On August 17th, a judge cleared the way to permit more businesses to move marijuana from growers to dispensaries in an attempt to sustain the overwhelming demand since Nevada passed recreational and sales began in July.
Carson City District Judge James Russell lifted an order prohibiting regulators from issuing pot distribution licenses to anyone other than alcohol wholesalers. Nevada’s voter-approved law is unique amid pot states in providing liquor wholesalers exclusive rights to distribute marijuana unless they could not meet demand.
Judge Russell reported after a hearing that there is a substantial amount of evidence alcohol wholesalers don’t have the ability to meet the needs of recreational marijuana dispensaries from Reno to Las Vegas.
In order to launch sales back on July 1st, the state implemented emergency rules to make it clear that a number of dispensaries could serve as their own middlemen in some situations. The judge told a lawyer for alcohol distributors that sued over the issue that they are free to appeal to regulators.
But “it’s not up to this court to supersede the authority of a state agency,” Russell added.
For the last six weeks, the battle between the retail marijuana business and the alcohol industry has been battling in and out of court as state regulators are saying that a delivery blockage was hindering a strong industry and the state revenue that is packaged with it.
Legal recreational sales of marijuana hit the ground running on July 1. Since then, state Tax Director Deonne Contine has implied the small distribution network’s inability to keep up with this pace with demand is driving a price increase and sending buyers back to the black market.
In Result, Contine reported that sales have declined as much as 30% at a number of dispensaries in the last few weeks. She also mentioned that the situation was risking worker safety at the storefronts forced to stockpile supplies and large amounts of cash to facilitate unpredictable deliveries.
Russell lifted the temporary restraining order he granted to the Independent Alcohol Distributors of Nevada on Friday, a day following the Nevada Tax Commission decided there as not enough alcohol wholesalers to meet the advancing demand.

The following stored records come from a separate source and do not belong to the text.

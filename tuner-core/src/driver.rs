//! # Cycle Driver
//!
//! Optional host-side loop that runs the analyzer on a fixed cadence. The
//! analysis itself stays a plain function call; this module only owns the
//! timing and the "current string" carried between cycles.
//!
//! ## Architecture
//! - **Input**: frames arrive on a crossbeam channel; only the newest is kept
//! - **Worker thread**: analyses the newest frame once per period
//! - **Output**: one [`CycleUpdate`] per analysed frame on an unbounded channel
//! - **Shutdown**: explicit, on drop, or when the input channel disconnects

use std::thread::{self, JoinHandle};
use std::time::Duration;

use crossbeam_channel::{Receiver, Sender};
use serde::Serialize;

use crate::reading::Display;
use crate::{Analyzer, CycleOutcome};

/// Default analysis cadence.
pub const DEFAULT_PERIOD: Duration = Duration::from_millis(250);

/// Published after every analysed frame.
#[derive(Debug, Clone, PartialEq, Serialize)]
pub struct CycleUpdate {
    /// Sequence number of the cycle, starting at 0.
    pub cycle: u64,
    /// Raw outcome of the analysis.
    pub outcome: CycleOutcome,
    /// Display state after applying the outcome.
    pub display: Display,
}

/// Handle to the driver's worker thread.
#[derive(Debug)]
pub struct CycleDriver {
    shutdown_tx: Sender<()>,
    thread_handle: Option<JoinHandle<()>>,
}

/// State carried from one cycle to the next.
struct CycleState {
    cycle: u64,
    current_string: Option<usize>,
    display: Display,
}

impl CycleDriver {
    /// Spawns the worker thread.
    ///
    /// # Arguments
    /// * `analyzer` - Analyzer to run each cycle
    /// * `sample_rate` - Sample rate of the incoming frames in Hz
    /// * `period` - Time between cycles
    /// * `frames` - Source of sample buffers
    ///
    /// # Returns
    /// * The driver handle and the receiver for cycle updates
    pub fn spawn(
        analyzer: Analyzer,
        sample_rate: f32,
        period: Duration,
        frames: Receiver<Vec<f32>>,
    ) -> (Self, Receiver<CycleUpdate>) {
        let (updates_tx, updates_rx) = crossbeam_channel::unbounded();
        let (shutdown_tx, shutdown_rx) = crossbeam_channel::bounded(1);

        let thread_handle = thread::spawn(move || {
            log::info!("[DRIVER] Starting, period {:?} at {} Hz", period, sample_rate);
            let ticker = crossbeam_channel::tick(period);
            let mut latest: Option<Vec<f32>> = None;
            let mut state = CycleState {
                cycle: 0,
                current_string: None,
                display: Display::Idle,
            };

            loop {
                crossbeam_channel::select! {
                    recv(frames) -> msg => match msg {
                        Ok(frame) => latest = Some(frame),
                        Err(_) => {
                            log::info!("[DRIVER] Input channel closed");
                            // Flush the frame that arrived after the last tick.
                            if let Some(frame) = latest.take() {
                                run_cycle(&analyzer, &frame, sample_rate, &mut state, &updates_tx);
                            }
                            break;
                        }
                    },
                    recv(ticker) -> _ => {
                        let Some(frame) = latest.take() else {
                            continue;
                        };
                        if !run_cycle(&analyzer, &frame, sample_rate, &mut state, &updates_tx) {
                            log::info!("[DRIVER] Update receiver dropped");
                            break;
                        }
                    },
                    recv(shutdown_rx) -> _ => {
                        log::info!("[DRIVER] Received shutdown signal");
                        break;
                    },
                }
            }
            log::info!("[DRIVER] Finished after {} cycles", state.cycle);
        });

        (
            Self {
                shutdown_tx,
                thread_handle: Some(thread_handle),
            },
            updates_rx,
        )
    }

    /// Stops the worker and waits for it to exit.
    pub fn shutdown(mut self) {
        self.stop();
    }

    /// Waits for the worker to exit on its own, e.g. after the input closed.
    pub fn join(mut self) {
        if let Some(handle) = self.thread_handle.take() {
            if handle.join().is_err() {
                log::error!("[DRIVER] Worker thread panicked");
            }
        }
    }

    fn stop(&mut self) {
        if let Some(handle) = self.thread_handle.take() {
            // The worker may already be gone; then there is nobody to signal.
            let _ = self.shutdown_tx.try_send(());
            if handle.join().is_err() {
                log::error!("[DRIVER] Worker thread panicked");
            }
        }
    }
}

impl Drop for CycleDriver {
    fn drop(&mut self) {
        self.stop();
    }
}

/// Analyses one frame and publishes the update.
///
/// Returns false once nobody is listening for updates. Invalid frames are
/// logged and skipped without advancing the cycle counter.
fn run_cycle(
    analyzer: &Analyzer,
    frame: &[f32],
    sample_rate: f32,
    state: &mut CycleState,
    updates_tx: &Sender<CycleUpdate>,
) -> bool {
    let outcome = match analyzer.analyze_cycle(frame, sample_rate, state.current_string) {
        Ok(outcome) => outcome,
        Err(e) => {
            log::warn!("[DRIVER] Skipping frame of {} samples: {}", frame.len(), e);
            return true;
        }
    };
    state.current_string = outcome.current_string;
    state.display.update(analyzer.tuning(), &outcome.detection);

    let update = CycleUpdate {
        cycle: state.cycle,
        outcome,
        display: state.display.clone(),
    };
    state.cycle += 1;
    updates_tx.send(update).is_ok()
}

On Thursday, the judge was convinced the state had proven what needed to trigger the exception to alcohol businesses’ exclusive distribution rights. “There is a substantial amount of evidence that there is a need for additional distributors over and above the liquor distributors,” Russell stated.
A similar case is still in progress before the Nevada Supreme Court that is scheduled for September 6th, though it’s not likely to have an effect on Thursday’s ruling because it focuses mainly on generic administrative powers of state agencies.
Kevin Benson, the lawyer representing the alcohol group, told the judge on Thursday the meeting the Taxation Department held last week to permit the determination of insufficiency violated his clients’ rights to due process. He said they were not given proper notice and were blocked from calling their own witnesses or questioning a state economist or three marijuana industry witnesses who testified in support of the state.
“Due process requires those people to have a meaningful opportunity to be heard at a hearing where the result is not pre-determined,” Benson debated.
Though Michelle Briggs, the state’s senior deputy attorney general, said, “There is no property right.”
“You do not have a due process right to a monopoly. That is what they are asking for,” she added.
Contine mentioned in a declaration signed Tuesday that delivery delays have forced prices to move higher “driven sales down 20 percent to 30 percent.”
“When there is inadequate supply and variety, the prices of legal marijuana increase and licensed retailers do not have products demanded by their customers,” she concluded. “Both situations drive consumers to the black market.”